── DATA EXCERPTS ──
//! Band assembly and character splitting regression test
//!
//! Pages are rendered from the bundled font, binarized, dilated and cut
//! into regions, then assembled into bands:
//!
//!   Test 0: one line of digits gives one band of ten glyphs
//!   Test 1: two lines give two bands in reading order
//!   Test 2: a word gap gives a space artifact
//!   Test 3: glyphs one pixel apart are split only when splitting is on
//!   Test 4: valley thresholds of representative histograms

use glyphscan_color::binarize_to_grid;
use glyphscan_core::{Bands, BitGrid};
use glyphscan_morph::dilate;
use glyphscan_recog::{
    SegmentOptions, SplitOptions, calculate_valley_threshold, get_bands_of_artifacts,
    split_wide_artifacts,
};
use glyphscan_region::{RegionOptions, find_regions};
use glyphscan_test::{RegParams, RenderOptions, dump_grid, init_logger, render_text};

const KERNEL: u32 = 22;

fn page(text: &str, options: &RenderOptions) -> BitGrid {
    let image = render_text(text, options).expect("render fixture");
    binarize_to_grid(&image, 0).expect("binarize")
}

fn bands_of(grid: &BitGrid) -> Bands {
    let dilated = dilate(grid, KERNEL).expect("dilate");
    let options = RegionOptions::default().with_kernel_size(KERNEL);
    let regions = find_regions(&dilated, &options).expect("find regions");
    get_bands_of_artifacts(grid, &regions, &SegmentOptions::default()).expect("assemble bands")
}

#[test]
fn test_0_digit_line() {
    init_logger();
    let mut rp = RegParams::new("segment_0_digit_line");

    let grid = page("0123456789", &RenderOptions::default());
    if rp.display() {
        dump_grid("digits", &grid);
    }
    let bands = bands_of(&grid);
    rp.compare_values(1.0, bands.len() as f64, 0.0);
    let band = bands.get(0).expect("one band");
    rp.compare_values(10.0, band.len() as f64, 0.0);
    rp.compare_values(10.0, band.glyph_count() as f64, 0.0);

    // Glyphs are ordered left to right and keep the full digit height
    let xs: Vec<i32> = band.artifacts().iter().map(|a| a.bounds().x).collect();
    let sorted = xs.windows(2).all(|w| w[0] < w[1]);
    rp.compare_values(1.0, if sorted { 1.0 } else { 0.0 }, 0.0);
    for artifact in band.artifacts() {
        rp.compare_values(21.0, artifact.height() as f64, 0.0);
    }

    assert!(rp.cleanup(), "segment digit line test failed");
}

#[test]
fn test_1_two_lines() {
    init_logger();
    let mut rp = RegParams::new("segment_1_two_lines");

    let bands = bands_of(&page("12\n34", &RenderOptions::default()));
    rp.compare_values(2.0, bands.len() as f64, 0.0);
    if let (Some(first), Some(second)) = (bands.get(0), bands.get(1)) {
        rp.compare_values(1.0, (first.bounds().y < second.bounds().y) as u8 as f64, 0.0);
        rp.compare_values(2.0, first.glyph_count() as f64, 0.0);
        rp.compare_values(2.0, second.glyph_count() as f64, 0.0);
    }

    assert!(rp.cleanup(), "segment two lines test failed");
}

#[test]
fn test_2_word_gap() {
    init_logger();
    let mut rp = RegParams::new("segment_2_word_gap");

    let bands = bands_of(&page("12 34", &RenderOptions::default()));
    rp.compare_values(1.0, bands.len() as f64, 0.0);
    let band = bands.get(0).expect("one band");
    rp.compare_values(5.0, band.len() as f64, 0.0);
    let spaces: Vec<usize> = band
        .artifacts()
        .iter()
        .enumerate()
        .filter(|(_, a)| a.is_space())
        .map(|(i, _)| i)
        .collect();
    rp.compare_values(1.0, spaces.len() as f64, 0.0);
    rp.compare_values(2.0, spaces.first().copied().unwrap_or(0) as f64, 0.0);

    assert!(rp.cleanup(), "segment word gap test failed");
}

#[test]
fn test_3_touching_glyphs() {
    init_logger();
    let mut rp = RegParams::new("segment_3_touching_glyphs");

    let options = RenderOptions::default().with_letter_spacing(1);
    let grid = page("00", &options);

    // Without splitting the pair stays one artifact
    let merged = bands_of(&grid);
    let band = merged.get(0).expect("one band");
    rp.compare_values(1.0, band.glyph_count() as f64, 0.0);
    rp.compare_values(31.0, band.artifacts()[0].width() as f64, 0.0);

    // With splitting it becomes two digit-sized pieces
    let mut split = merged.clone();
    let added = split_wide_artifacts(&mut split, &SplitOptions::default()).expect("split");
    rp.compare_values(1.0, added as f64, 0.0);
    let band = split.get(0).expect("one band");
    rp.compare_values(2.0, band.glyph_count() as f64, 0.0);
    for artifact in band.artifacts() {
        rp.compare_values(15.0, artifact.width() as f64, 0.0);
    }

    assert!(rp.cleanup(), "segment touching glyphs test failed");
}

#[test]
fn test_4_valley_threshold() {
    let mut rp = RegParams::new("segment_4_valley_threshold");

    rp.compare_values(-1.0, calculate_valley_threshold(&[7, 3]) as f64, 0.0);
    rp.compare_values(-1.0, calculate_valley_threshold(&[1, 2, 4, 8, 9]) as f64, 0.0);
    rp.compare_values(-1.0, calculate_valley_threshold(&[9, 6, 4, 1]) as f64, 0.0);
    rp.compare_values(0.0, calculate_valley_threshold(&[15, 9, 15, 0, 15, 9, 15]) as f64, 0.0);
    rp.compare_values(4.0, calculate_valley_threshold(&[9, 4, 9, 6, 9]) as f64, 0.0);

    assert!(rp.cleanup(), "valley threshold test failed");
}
───
── DATA EXCERPTS ──
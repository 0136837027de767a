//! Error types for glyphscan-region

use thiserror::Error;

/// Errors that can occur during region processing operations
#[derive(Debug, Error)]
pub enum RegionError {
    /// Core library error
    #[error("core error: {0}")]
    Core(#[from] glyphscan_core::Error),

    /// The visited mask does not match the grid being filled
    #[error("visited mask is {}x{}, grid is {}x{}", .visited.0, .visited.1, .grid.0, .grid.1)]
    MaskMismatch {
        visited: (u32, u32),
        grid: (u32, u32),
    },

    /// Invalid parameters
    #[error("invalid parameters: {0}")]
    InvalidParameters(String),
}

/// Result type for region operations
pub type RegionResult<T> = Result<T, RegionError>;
───
--- WHAT TO PRODUCE ---
Report, using only a number, how many lines above hold the word "sorted".

--- SOLUTION TO THE EXERCISE ---
2